Increases energy levels
Aids in better sleep
Relieves muscle and joint discomfort
Reduces cramping (Charlie Horses, anyone!?), and Braxton Hicks contractions
Reduces headaches and migraines
Increases calcium absorption
How is one simple thing so magical?! One word: magnesium. One of our 7 essential macrominerals that most people (especially pregnant women) are deficient in! Epsom salt’s chemical name is Magnesium Sulphate, it is literally crystallized magnesium! Now that you know why, let’s talk about how and when.
H O W:
Add two cups of plain Epsom salts to a warm bath and stir until incorporated. If you are pregnant, make sure the temperature is slightly lower than what your typical bath temperature would be.
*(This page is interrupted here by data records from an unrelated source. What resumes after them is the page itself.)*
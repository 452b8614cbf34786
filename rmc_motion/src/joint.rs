//! Per-joint kinematic state and policy.
//!
//! A `Joint` owns everything about one motor: limits, following-error
//! policy, backlash and screw compensation, its free-mode planner,
//! and its homing state. The motion loop is the only writer; other
//! domains see joints through the status snapshot.

use rmc_common::config::{AxisConfig, JointType};
use rmc_common::motion_cmd::HomeFlags;
use rmc_common::motion_status::{JointFlags, JointStatus};

use crate::comp::CompTable;
use crate::free::FreePlanner;
use crate::homing::HomingState;

#[derive(Debug)]
pub struct Joint {
    // Configuration.
    pub joint_type: JointType,
    pub units: f64,
    pub vel_limit: f64,
    pub acc_limit: f64,
    pub min_pos_limit: f64,
    pub max_pos_limit: f64,
    /// Following-error bound at full velocity.
    pub max_ferror: f64,
    /// Following-error floor near rest.
    pub min_ferror: f64,
    pub backlash: f64,
    pub home: f64,
    pub home_offset: f64,
    pub home_search_vel: f64,
    pub home_latch_vel: f64,
    pub home_flags: HomeFlags,
    pub home_sequence: i8,
    pub steps_per_unit: f64,
    pub comp: CompTable,

    // Dynamic state.
    pub flags: JointFlags,
    pub pos_cmd: f64,
    pub pos_fb: f64,
    pub vel_cmd: f64,
    pub motor_pos_cmd: f64,
    pub motor_pos_fb: f64,
    pub motor_offset: f64,
    pub ferror: f64,
    pub ferror_limit: f64,
    pub ferror_high_mark: f64,

    // Backlash ramp state.
    backlash_corr: f64,
    backlash_filt: f64,
    backlash_vel: f64,

    pub free: FreePlanner,
    pub homing: HomingState,
}

impl Joint {
    pub fn from_config(cfg: &AxisConfig) -> Self {
        let mut flags = HomeFlags::empty();
        flags.set(HomeFlags::USE_INDEX, cfg.home_use_index);
        flags.set(HomeFlags::IGNORE_LIMITS, cfg.home_ignore_limits);
        flags.set(HomeFlags::IS_SHARED, cfg.home_is_shared);
        Self {
            joint_type: cfg.joint_type,
            units: cfg.units,
            vel_limit: cfg.max_velocity,
            acc_limit: cfg.max_acceleration,
            min_pos_limit: cfg.min_limit,
            max_pos_limit: cfg.max_limit,
            max_ferror: cfg.ferror,
            min_ferror: cfg.min_ferror,
            backlash: cfg.backlash,
            home: cfg.home,
            home_offset: cfg.home_offset,
            home_search_vel: cfg.home_search_vel,
            home_latch_vel: cfg.home_latch_vel,
            home_flags: flags,
            home_sequence: cfg.home_sequence,
            steps_per_unit: cfg.steps_per_unit,
            comp: CompTable::new(),
            flags: JointFlags::empty(),
            pos_cmd: 0.0,
            pos_fb: 0.0,
            vel_cmd: 0.0,
            motor_pos_cmd: 0.0,
            motor_pos_fb: 0.0,
            motor_offset: 0.0,
            ferror: 0.0,
            ferror_limit: cfg.min_ferror,
            ferror_high_mark: 0.0,
            backlash_corr: 0.0,
            backlash_filt: 0.0,
            backlash_vel: 0.0,
            free: FreePlanner {
                max_vel: cfg.max_velocity,
                max_acc: cfg.max_acceleration,
                ..Default::default()
            },
            homing: HomingState::default(),
        }
    }

    // ─── Parameter setters (channel commands) ───────────────────────

    pub fn set_backlash(&mut self, backlash: f64) {
        self.backlash = backlash;
    }

    pub fn set_position_limits(&mut self, min: f64, max: f64) {
        self.min_pos_limit = min;
        self.max_pos_limit = max;
    }

    pub fn set_max_ferror(&mut self, ferror: f64) {
        self.max_ferror = ferror;
    }

    pub fn set_min_ferror(&mut self, ferror: f64) {
        self.min_ferror = ferror;
    }

    pub fn set_max_velocity(&mut self, vel: f64) {
        self.vel_limit = vel;
        self.free.max_vel = vel;
    }

    pub fn set_max_acceleration(&mut self, acc: f64) {
        self.acc_limit = acc;
        self.free.max_acc = acc;
    }

    pub fn set_homing_params(
        &mut self,
        home: f64,
        offset: f64,
        search_vel: f64,
        latch_vel: f64,
        flags: HomeFlags,
        sequence: i8,
    ) {
        self.home = home;
        self.home_offset = offset;
        self.home_search_vel = search_vel;
        self.home_latch_vel = latch_vel;
        self.home_flags = flags;
        self.home_sequence = sequence;
    }

    pub fn activate(&mut self) {
        self.flags.insert(JointFlags::ACTIVE);
    }

    pub fn deactivate(&mut self) {
        self.flags.remove(JointFlags::ACTIVE);
    }

    #[inline]
    pub fn is_active(&self) -> bool {
        self.flags.contains(JointFlags::ACTIVE)
    }

    #[inline]
    pub fn is_homed(&self) -> bool {
        self.flags.contains(JointFlags::HOMED)
    }

    #[inline]
    pub fn is_homing(&self) -> bool {
        self.flags.contains(JointFlags::HOMING)
    }

    // ─── Per-tick computations ──────────────────────────────────────

    /// Update feedback-side state from the motor feedback position.
    pub fn update_feedback(&mut self) {
        self.pos_fb = self.motor_pos_fb - self.backlash_filt - self.motor_offset;
    }

    /// Clamp `pos_cmd` into the soft limits, maintaining the
    /// soft-limit flags. Skipped entirely while homing or when limits
    /// are overridden.
    pub fn enforce_soft_limits(&mut self) {
        if self.is_homing() || self.flags.contains(JointFlags::OVERRIDE_LIMITS) {
            self.flags
                .remove(JointFlags::POS_SOFT_LIMIT | JointFlags::NEG_SOFT_LIMIT);
            return;
        }
        if self.pos_cmd > self.max_pos_limit {
            self.pos_cmd = self.max_pos_limit;
            self.free.set_position(self.max_pos_limit);
            self.flags.insert(JointFlags::POS_SOFT_LIMIT);
        } else {
            self.flags.remove(JointFlags::POS_SOFT_LIMIT);
        }
        if self.pos_cmd < self.min_pos_limit {
            self.pos_cmd = self.min_pos_limit;
            self.free.set_position(self.min_pos_limit);
            self.flags.insert(JointFlags::NEG_SOFT_LIMIT);
        } else {
            self.flags.remove(JointFlags::NEG_SOFT_LIMIT);
        }
    }

    /// Compute the motor-space command from the joint command:
    /// backlash ramp on direction reversal, screw compensation, and
    /// the homing motor offset.
    pub fn update_motor_command(&mut self, period: f64) {
        // Direction-reversal backlash target.
        if self.vel_cmd > 0.0 {
            self.backlash_corr = 0.5 * self.backlash;
        } else if self.vel_cmd < 0.0 {
            self.backlash_corr = -0.5 * self.backlash;
        }

        // Ramp the filtered value toward the target, bounded by the
        // joint acceleration limit so the correction never commands a
        // step the drive cannot follow.
        let max_dv = self.acc_limit * period;
        let err = self.backlash_corr - self.backlash_filt;
        let stop_vel = (2.0 * self.acc_limit * err.abs()).sqrt();
        let vel_req = err.signum() * stop_vel.min(self.vel_limit);
        if vel_req > self.backlash_vel + max_dv {
            self.backlash_vel += max_dv;
        } else if vel_req < self.backlash_vel - max_dv {
            self.backlash_vel -= max_dv;
        } else {
            self.backlash_vel = vel_req;
        }
        self.backlash_filt += self.backlash_vel * period;
        if (self.backlash_filt - self.backlash_corr).abs() < 1e-12 {
            self.backlash_vel = 0.0;
            self.backlash_filt = self.backlash_corr;
        }

        let trim = self.comp.lookup(self.pos_cmd, self.vel_cmd >= 0.0);
        self.motor_pos_cmd = self.pos_cmd + self.backlash_filt + self.motor_offset + trim;
    }

    /// Following-error policy. Returns true when the joint trips.
    pub fn check_ferror(&mut self) -> bool {
        self.ferror = self.motor_pos_cmd - self.motor_pos_fb;
        let abs = self.ferror.abs();
        if abs > self.ferror_high_mark {
            self.ferror_high_mark = abs;
        }
        // Limit scales with speed, floored near rest.
        let scaled = if self.vel_limit > 0.0 {
            self.max_ferror * (self.vel_cmd.abs() / self.vel_limit)
        } else {
            self.max_ferror
        };
        self.ferror_limit = scaled.max(self.min_ferror);

        if abs > self.ferror_limit && self.is_active() {
            self.flags.insert(JointFlags::FERROR | JointFlags::ERROR);
            true
        } else {
            false
        }
    }

    /// Rebase the motor offset so the current feedback reads as
    /// `reading`. Used when homing latches.
    pub fn set_motor_offset_for(&mut self, reading: f64) {
        self.motor_offset = self.motor_pos_fb - self.backlash_filt - reading;
        self.update_feedback();
        self.pos_cmd = self.pos_fb;
        self.free.set_position(self.pos_fb);
    }

    /// Clear error latches (machine-on).
    pub fn clear_faults(&mut self) {
        self.flags
            .remove(JointFlags::FERROR | JointFlags::FAULT | JointFlags::ERROR);
        self.ferror_high_mark = 0.0;
    }

    /// Fill the status slice.
    pub fn status(&self) -> JointStatus {
        JointStatus {
            flags: self.flags,
            pos_cmd: self.pos_cmd,
            pos_fb: self.pos_fb,
            vel_cmd: self.vel_cmd,
            motor_pos_cmd: self.motor_pos_cmd,
            motor_pos_fb: self.motor_pos_fb,
            ferror: self.ferror,
            ferror_limit: self.ferror_limit,
            ferror_high_mark: self.ferror_high_mark,
            step_count: 0,
            pos_error_steps: 0,
            _pad: 0,
        }
    }
}

#[cfg(test)]
mod tests {
    use super::*;
    use rmc_common::config::AxisConfig;

    const DT: f64 = 0.001;

    fn joint() -> Joint {
        let cfg = AxisConfig {
            max_velocity: 10.0,
            max_acceleration: 100.0,
            min_limit: -100.0,
            max_limit: 100.0,
            ferror: 1.0,
            min_ferror: 0.1,
            backlash: 0.2,
            ..Default::default()
        };
        let mut j = Joint::from_config(&cfg);
        j.activate();
        j
    }

    #[test]
    fn soft_limit_clamps_exactly() {
        let mut j = joint();
        j.pos_cmd = 150.0;
        j.enforce_soft_limits();
        assert_eq!(j.pos_cmd, 100.0);
        assert!(j.flags.contains(JointFlags::POS_SOFT_LIMIT));
        j.pos_cmd = 0.0;
        j.enforce_soft_limits();
        assert!(!j.flags.contains(JointFlags::POS_SOFT_LIMIT));
    }

    #[test]
    fn soft_limits_suspended_while_homing() {
        let mut j = joint();
        j.flags.insert(JointFlags::HOMING);
        j.pos_cmd = 150.0;
        j.enforce_soft_limits();
        assert_eq!(j.pos_cmd, 150.0);
    }

    #[test]
    fn backlash_ramp_is_bounded_and_converges() {
        let mut j = joint();
        j.vel_cmd = 1.0;
        let mut last_filt = 0.0;
        for _ in 0..2000 {
            j.update_motor_command(DT);
            let dv = (j.backlash_filt - last_filt).abs();
            // Never faster than the velocity bound allows.
            assert!(dv <= j.vel_limit * DT + 1e-9);
            last_filt = j.backlash_filt;
        }
        assert!((j.backlash_filt - 0.1).abs() < 1e-9);
        assert!((j.motor_pos_cmd - (j.pos_cmd + 0.1)).abs() < 1e-9);

        // Reverse: ramp to the other half of the band.
        j.vel_cmd = -1.0;
        for _ in 0..2000 {
            j.update_motor_command(DT);
        }
        assert!((j.backlash_filt + 0.1).abs() < 1e-9);
    }

    #[test]
    fn ferror_limit_scales_with_speed() {
        let mut j = joint();
        j.vel_cmd = 0.0;
        j.motor_pos_cmd = 0.05;
        j.motor_pos_fb = 0.0;
        assert!(!j.check_ferror());
        assert_eq!(j.ferror_limit, 0.1);

        j.vel_cmd = 10.0; // full speed: limit = max_ferror
        j.motor_pos_cmd = 0.5;
        assert!(!j.check_ferror());
        assert_eq!(j.ferror_limit, 1.0);

        j.motor_pos_cmd = 1.5;
        assert!(j.check_ferror());
        assert!(j.flags.contains(JointFlags::FERROR));
        assert_eq!(j.ferror_high_mark, 1.5);
    }

    #[test]
    fn inactive_joint_never_trips() {
        let mut j = joint();
        j.deactivate();
        j.motor_pos_cmd = 100.0;
        j.motor_pos_fb = 0.0;
        assert!(!j.check_ferror());
    }

    #[test]
    fn motor_offset_rebases_feedback() {
        let mut j = joint();
        j.motor_pos_fb = 37.5;
        j.set_motor_offset_for(2.0);
        assert!((j.pos_fb - 2.0).abs() < 1e-12);
        assert!((j.pos_cmd - 2.0).abs() < 1e-12);
        assert_eq!(j.free.curr_pos, j.pos_fb);
    }

    #[test]
    fn idempotent_parameter_sets() {
        let mut j = joint();
        j.set_max_velocity(7.5);
        let once = (j.vel_limit, j.free.max_vel);
        j.set_max_velocity(7.5);
        assert_eq!(once, (j.vel_limit, j.free.max_vel));
    }
}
Epsom salt baths can cause a slight detoxification response, resulting in sweating and lightheadedness if the water is too hot. Keep water nearby and make sure to drink, drink, drink! Soak for at least 20 minutes (the time frame that has been shown to increase magnesium levels). If at any point you start to feel light-headed, drain the tub and slowly get out.
W H E N:
It is virtually impossible to “overdose” on magnesium, so take one as often as you’d like! I recommend that most of my clients and students take one at least once a week, and some mamas (including me!) try to get one in every day.
Now that you know how magical they are, are you going to start taking Epsom salt baths religiously like I do!? Do you already love them? Let me know!